▸ Problem requirements:
Within the entries below, find each line containing the word "HANDLING" and copy it.

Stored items
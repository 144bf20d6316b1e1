//! Audio consumer worker and synthesis model registry
//!
//! The worker warms the model up, then sleeps on its wake signal. On each
//! wake it clears the signal first, then drains the pending slot and hands
//! the event (plus the channel's recent-sample window for CV moves) to the
//! model. The neural models themselves live outside this crate and register
//! through [`ModelRegistry`].

use crate::state::{Consumer, InputEvent};
use crate::supervisor::WorkerCtx;
use anyhow::{bail, Result};
use std::collections::HashMap;
use tracing::{debug, info, warn};

/// Audio worker modes published to the shared state
pub mod mode {
    pub const STARTUP: u32 = 0;
    pub const IDLE: u32 = 1;
    pub const HANDLING: u32 = 2;
}

/// Synthesis backend consuming canonical input events
pub trait SynthModel: Send + std::fmt::Debug {
    fn name(&self) -> &str;

    /// One-time warm-up pass before the worker goes idle; the first
    /// inference on an accelerator is far slower than the rest
    fn warm_up(&mut self) -> Result<()>;

    fn handle_gate(&mut self, channel: usize) -> Result<()>;

    fn handle_cv(&mut self, channel: usize, window: &[f32]) -> Result<()>;
}

type ModelCtor = Box<dyn Fn() -> Box<dyn SynthModel> + Send + Sync>;

/// Name-to-constructor registry, resolved once at startup
pub struct ModelRegistry {
    constructors: HashMap<String, ModelCtor>,
}

impl ModelRegistry {
    pub fn new() -> Self {
        Self {
            constructors: HashMap::new(),
        }
    }

    /// Registry pre-loaded with the models this crate ships
    pub fn with_builtins() -> Self {
        let mut registry = Self::new();
        registry.register("bypass", || Box::new(BypassModel::default()));
        registry
    }

    pub fn register<F>(&mut self, name: &str, ctor: F)
    where
        F: Fn() -> Box<dyn SynthModel> + Send + Sync + 'static,
    {
        self.constructors.insert(name.to_string(), Box::new(ctor));
    }

    /// Instantiate the named model; unknown names are a fatal config error
    pub fn resolve(&self, name: &str) -> Result<Box<dyn SynthModel>> {
        match self.constructors.get(name) {
            Some(ctor) => Ok(ctor()),
            None => {
                let mut known: Vec<&str> = self.constructors.keys().map(|s| s.as_str()).collect();
                known.sort_unstable();
                bail!("unknown audio model '{}' (registered: {})", name, known.join(", "))
            }
        }
    }
}

impl Default for ModelRegistry {
    fn default() -> Self {
        Self::with_builtins()
    }
}

/// Model that only logs; useful without synthesis hardware attached
#[derive(Debug, Default)]
pub struct BypassModel;

impl SynthModel for BypassModel {
    fn name(&self) -> &str {
        "bypass"
    }

    fn warm_up(&mut self) -> Result<()> {
        Ok(())
    }

    fn handle_gate(&mut self, channel: usize) -> Result<()> {
        debug!("bypass: gate {} opened", channel);
        Ok(())
    }

    fn handle_cv(&mut self, channel: usize, window: &[f32]) -> Result<()> {
        debug!("bypass: cv {} moved, window of {} samples", channel, window.len());
        Ok(())
    }
}

/// Audio consumer run-loop
pub async fn run(ctx: WorkerCtx, mut model: Box<dyn SynthModel>) -> Result<()> {
    info!("warming up model '{}'", model.name());
    ctx.shared.set_mode(Consumer::Audio, mode::STARTUP);
    model.warm_up()?;
    ctx.shared.set_mode(Consumer::Audio, mode::IDLE);
    info!("audio ready");

    loop {
        match ctx.signal.wait(&ctx.cancel).await {
            crate::signal::WakeReason::Canceled => break,
            crate::signal::WakeReason::Woken => {}
        }
        // Clear before re-reading state; a set() racing in here is kept for
        // the next wait.
        ctx.signal.clear();

        while let Some(event) = ctx.shared.consume_event(Consumer::Audio) {
            ctx.shared.set_mode(Consumer::Audio, mode::HANDLING);
            let outcome = match event {
                InputEvent::Gate(channel) => model.handle_gate(channel),
                InputEvent::Cv(channel) => {
                    let window = ctx.shared.buffer_snapshot(channel);
                    model.handle_cv(channel, &window)
                }
                other => {
                    debug!("audio worker ignoring {:?}", other);
                    Ok(())
                }
            };
            if let Err(e) = outcome {
                warn!("model '{}' failed on {:?}: {:#}", model.name(), event, e);
            }
            ctx.shared.set_mode(Consumer::Audio, mode::IDLE);
        }
    }

    info!("audio worker stopped");
    Ok(())
}

#[cfg(test)]
mod tests {
    use super::*;
    use crate::config::ChannelKind;
    use crate::signal::WakeSignal;
    use crate::state::SharedState;
    use parking_lot::Mutex;
    use std::sync::Arc;
    use std::time::Duration;
    use tokio_util::sync::CancellationToken;

    #[derive(Debug, Clone, PartialEq)]
    enum Seen {
        WarmedUp,
        Gate(usize),
        Cv(usize, Vec<f32>),
    }

    #[derive(Debug)]
    struct RecordingModel {
        seen: Arc<Mutex<Vec<Seen>>>,
    }

    impl SynthModel for RecordingModel {
        fn name(&self) -> &str {
            "recording"
        }
        fn warm_up(&mut self) -> Result<()> {
            self.seen.lock().push(Seen::WarmedUp);
            Ok(())
        }
        fn handle_gate(&mut self, channel: usize) -> Result<()> {
            self.seen.lock().push(Seen::Gate(channel));
            Ok(())
        }
        fn handle_cv(&mut self, channel: usize, window: &[f32]) -> Result<()> {
            self.seen.lock().push(Seen::Cv(channel, window.to_vec()));
            Ok(())
        }
    }

    fn ctx() -> (WorkerCtx, CancellationToken) {
        let shared = Arc::new(SharedState::new(&[ChannelKind::Gate, ChannelKind::Cv], 4));
        let cancel = CancellationToken::new();
        (
            WorkerCtx {
                shared,
                signal: Arc::new(WakeSignal::new()),
                cancel: cancel.clone(),
            },
            cancel,
        )
    }

    async fn settle() {
        tokio::time::sleep(Duration::from_millis(30)).await;
    }

    #[tokio::test]
    async fn test_worker_warms_up_and_goes_idle() {
        let (ctx, cancel) = ctx();
        let seen = Arc::new(Mutex::new(Vec::new()));
        let model = Box::new(RecordingModel { seen: seen.clone() });

        let worker = tokio::spawn(run(ctx.clone(), model));
        settle().await;
        assert_eq!(ctx.shared.mode(Consumer::Audio), mode::IDLE);
        assert_eq!(seen.lock().as_slice(), &[Seen::WarmedUp]);

        cancel.cancel();
        worker.await.unwrap().unwrap();
    }

    #[tokio::test]
    async fn test_worker_dispatches_gate_and_cv() {
        let (ctx, cancel) = ctx();
        let seen = Arc::new(Mutex::new(Vec::new()));
        let model = Box::new(RecordingModel { seen: seen.clone() });
        let worker = tokio::spawn(run(ctx.clone(), model));
        settle().await;

        ctx.shared.publish_event(Consumer::Audio, InputEvent::Gate(0));
        ctx.signal.set();
        settle().await;

        ctx.shared.push_sample(1, 0.25);
        ctx.shared.push_sample(1, 0.75);
        ctx.shared.publish_event(Consumer::Audio, InputEvent::Cv(1));
        ctx.signal.set();
        settle().await;

        cancel.cancel();
        worker.await.unwrap().unwrap();

        let seen = seen.lock();
        assert_eq!(
            seen.as_slice(),
            &[
                Seen::WarmedUp,
                Seen::Gate(0),
                Seen::Cv(1, vec![0.25, 0.75]),
            ]
        );
    }

    #[tokio::test]
    async fn test_worker_drains_overwritten_slot_once() {
        let (ctx, cancel) = ctx();
        let seen = Arc::new(Mutex::new(Vec::new()));
        let model = Box::new(RecordingModel { seen: seen.clone() });
        let worker = tokio::spawn(run(ctx.clone(), model));
        settle().await;

        // Two publishes before the worker wakes: level slot, last wins.
        ctx.shared.publish_event(Consumer::Audio, InputEvent::Gate(0));
        ctx.signal.set();
        ctx.shared.publish_event(Consumer::Audio, InputEvent::Gate(1));
        ctx.signal.set();
        settle().await;

        cancel.cancel();
        worker.await.unwrap().unwrap();

        let gates: Vec<_> = seen
            .lock()
            .iter()
            .filter(|s| matches!(s, Seen::Gate(_)))
            .cloned()
            .collect();
        assert_eq!(gates, vec![Seen::Gate(1)]);
    }

    #[test]
    fn test_registry_resolves_builtin() {
        let registry = ModelRegistry::with_builtins();
        let model = registry.resolve("bypass").unwrap();
        assert_eq!(model.name(), "bypass");
    }

    #[test]
    fn test_registry_rejects_unknown_model() {
        let registry = ModelRegistry::with_builtins();
        let err = registry.resolve("ddsp").unwrap_err();
        assert!(err.to_string().contains("unknown audio model"));
    }

    #[test]
    fn test_registry_accepts_custom_model() {
        let mut registry = ModelRegistry::with_builtins();
        registry.register("null", || Box::new(BypassModel::default()));
        assert!(registry.resolve("null").is_ok());
    }
}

▸ Answer for the task:
    pub const HANDLING: u32 = 2;
            ctx.shared.set_mode(Consumer::Audio, mode::HANDLING);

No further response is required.